Work task: Your answer should consist of the complete listing, repeated verbatim.

Extracted information:
//! Strongly-typed identifiers used across the domain.

use core::str::FromStr;
use serde::{Deserialize, Serialize};
use uuid::Uuid;

use crate::error::DomainError;

/// Identifier of a user (the actor behind a command).
#[derive(Debug, Copy, Clone, PartialEq, Eq, Hash, PartialOrd, Ord, Serialize, Deserialize)]
#[serde(transparent)]
pub struct UserId(Uuid);

/// Identifier of a product.
#[derive(Debug, Copy, Clone, PartialEq, Eq, Hash, PartialOrd, Ord, Serialize, Deserialize)]
#[serde(transparent)]
pub struct ProductId(Uuid);

/// Identifier of a product category.
#[derive(Debug, Copy, Clone, PartialEq, Eq, Hash, PartialOrd, Ord, Serialize, Deserialize)]
#[serde(transparent)]
pub struct CategoryId(Uuid);

/// Identifier of a supplier.
#[derive(Debug, Copy, Clone, PartialEq, Eq, Hash, PartialOrd, Ord, Serialize, Deserialize)]
#[serde(transparent)]
pub struct SupplierId(Uuid);

/// Identifier of a manual inventory transaction.
#[derive(Debug, Copy, Clone, PartialEq, Eq, Hash, PartialOrd, Ord, Serialize, Deserialize)]
#[serde(transparent)]
pub struct TransactionId(Uuid);

/// Identifier of a purchase order.
#[derive(Debug, Copy, Clone, PartialEq, Eq, Hash, PartialOrd, Ord, Serialize, Deserialize)]
#[serde(transparent)]
pub struct PurchaseOrderId(Uuid);

/// Identifier of a single purchase order line.
#[derive(Debug, Copy, Clone, PartialEq, Eq, Hash, PartialOrd, Ord, Serialize, Deserialize)]
#[serde(transparent)]
pub struct OrderDetailId(Uuid);

macro_rules! impl_uuid_newtype {
    ($t:ty, $name:literal) => {
        impl $t {
            /// Create a new identifier.
            ///
            /// Uses UUIDv7 (time-ordered). Prefer passing IDs explicitly in tests
            /// for determinism.
            pub fn new() -> Self {
                Self(Uuid::now_v7())
            }

            pub fn from_uuid(uuid: Uuid) -> Self {
                Self(uuid)
            }

            pub fn as_uuid(&self) -> &Uuid {
                &self.0
            }
        }

        impl Default for $t {
            fn default() -> Self {
                Self::new()
            }
        }

        impl core::fmt::Display for $t {
            fn fmt(&self, f: &mut core::fmt::Formatter<'_>) -> core::fmt::Result {
                core::fmt::Display::fmt(&self.0, f)
            }
        }

        impl From<Uuid> for $t {
            fn from(value: Uuid) -> Self {
                Self(value)
            }
        }

        impl From<$t> for Uuid {
            fn from(value: $t) -> Self {
                value.0
            }
        }

        impl FromStr for $t {
            type Err = DomainError;

            fn from_str(s: &str) -> Result<Self, Self::Err> {
                let uuid = Uuid::from_str(s)
                    .map_err(|e| DomainError::validation(format!("invalid {}: {}", $name, e)))?;
                Ok(Self(uuid))
            }
        }
    };
}

impl_uuid_newtype!(UserId, "UserId");
impl_uuid_newtype!(ProductId, "ProductId");
impl_uuid_newtype!(CategoryId, "CategoryId");
impl_uuid_newtype!(SupplierId, "SupplierId");
impl_uuid_newtype!(TransactionId, "TransactionId");
impl_uuid_newtype!(PurchaseOrderId, "PurchaseOrderId");
impl_uuid_newtype!(OrderDetailId, "OrderDetailId");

Your response:
//! Strongly-typed identifiers used across the domain.

use core::str::FromStr;
use serde::{Deserialize, Serialize};
use uuid::Uuid;

use crate::error::DomainError;

/// Identifier of a user (the actor behind a command).
#[derive(Debug, Copy, Clone, PartialEq, Eq, Hash, PartialOrd, Ord, Serialize, Deserialize)]
#[serde(transparent)]
pub struct UserId(Uuid);

/// Identifier of a product.
#[derive(Debug, Copy, Clone, PartialEq, Eq, Hash, PartialOrd, Ord, Serialize, Deserialize)]
#[serde(transparent)]
pub struct ProductId(Uuid);

/// Identifier of a product category.
#[derive(Debug, Copy, Clone, PartialEq, Eq, Hash, PartialOrd, Ord, Serialize, Deserialize)]
#[serde(transparent)]
pub struct CategoryId(Uuid);

/// Identifier of a supplier.
#[derive(Debug, Copy, Clone, PartialEq, Eq, Hash, PartialOrd, Ord, Serialize, Deserialize)]
#[serde(transparent)]
pub struct SupplierId(Uuid);

/// Identifier of a manual inventory transaction.
#[derive(Debug, Copy, Clone, PartialEq, Eq, Hash, PartialOrd, Ord, Serialize, Deserialize)]
#[serde(transparent)]
pub struct TransactionId(Uuid);

/// Identifier of a purchase order.
#[derive(Debug, Copy, Clone, PartialEq, Eq, Hash, PartialOrd, Ord, Serialize, Deserialize)]
#[serde(transparent)]
pub struct PurchaseOrderId(Uuid);

/// Identifier of a single purchase order line.
#[derive(Debug, Copy, Clone, PartialEq, Eq, Hash, PartialOrd, Ord, Serialize, Deserialize)]
#[serde(transparent)]
pub struct OrderDetailId(Uuid);

macro_rules! impl_uuid_newtype {
    ($t:ty, $name:literal) => {
        impl $t {
            /// Create a new identifier.
            ///
            /// Uses UUIDv7 (time-ordered). Prefer passing IDs explicitly in tests
            /// for determinism.
            pub fn new() -> Self {
                Self(Uuid::now_v7())
            }

            pub fn from_uuid(uuid: Uuid) -> Self {
                Self(uuid)
            }

            pub fn as_uuid(&self) -> &Uuid {
                &self.0
            }
        }

        impl Default for $t {
            fn default() -> Self {
                Self::new()
            }
        }

        impl core::fmt::Display for $t {
            fn fmt(&self, f: &mut core::fmt::Formatter<'_>) -> core::fmt::Result {
                core::fmt::Display::fmt(&self.0, f)
            }
        }

        impl From<Uuid> for $t {
            fn from(value: Uuid) -> Self {
                Self(value)
            }
        }

        impl From<$t> for Uuid {
            fn from(value: $t) -> Self {
                value.0
            }
        }

        impl FromStr for $t {
            type Err = DomainError;

            fn from_str(s: &str) -> Result<Self, Self::Err> {
                let uuid = Uuid::from_str(s)
                    .map_err(|e| DomainError::validation(format!("invalid {}: {}", $name, e)))?;
                Ok(Self(uuid))
            }
        }
    };
}

impl_uuid_newtype!(UserId, "UserId");
impl_uuid_newtype!(ProductId, "ProductId");
impl_uuid_newtype!(CategoryId, "CategoryId");
impl_uuid_newtype!(SupplierId, "SupplierId");
impl_uuid_newtype!(TransactionId, "TransactionId");
impl_uuid_newtype!(PurchaseOrderId, "PurchaseOrderId");
impl_uuid_newtype!(OrderDetailId, "OrderDetailId");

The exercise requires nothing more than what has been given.